TO DO — Set down exactly the lines from the one containing "field rendering utilities" through the last line of the data below, and no others.

Saved data entries
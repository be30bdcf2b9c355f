//! Form rendering module
//!
//! - `field_renderer`: field rendering utilities
//! - `login_form`: sign-in
//! - `calculator`: salary tax calculator
//! - `wizard`: the filing steps, review and submission

mod calculator;
mod field_renderer;
mod login_form;
mod wizard;

pub use calculator::draw_calculator;
pub use login_form::draw_login;
pub use wizard::draw_filing;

ANSWER TO THIS EXERCISE —
//! - `field_renderer`: field rendering utilities
//! - `login_form`: sign-in
//! - `calculator`: salary tax calculator
//! - `wizard`: the filing steps, review and submission

mod calculator;
mod field_renderer;
mod login_form;
mod wizard;

pub use calculator::draw_calculator;
pub use login_form::draw_login;
pub use wizard::draw_filing;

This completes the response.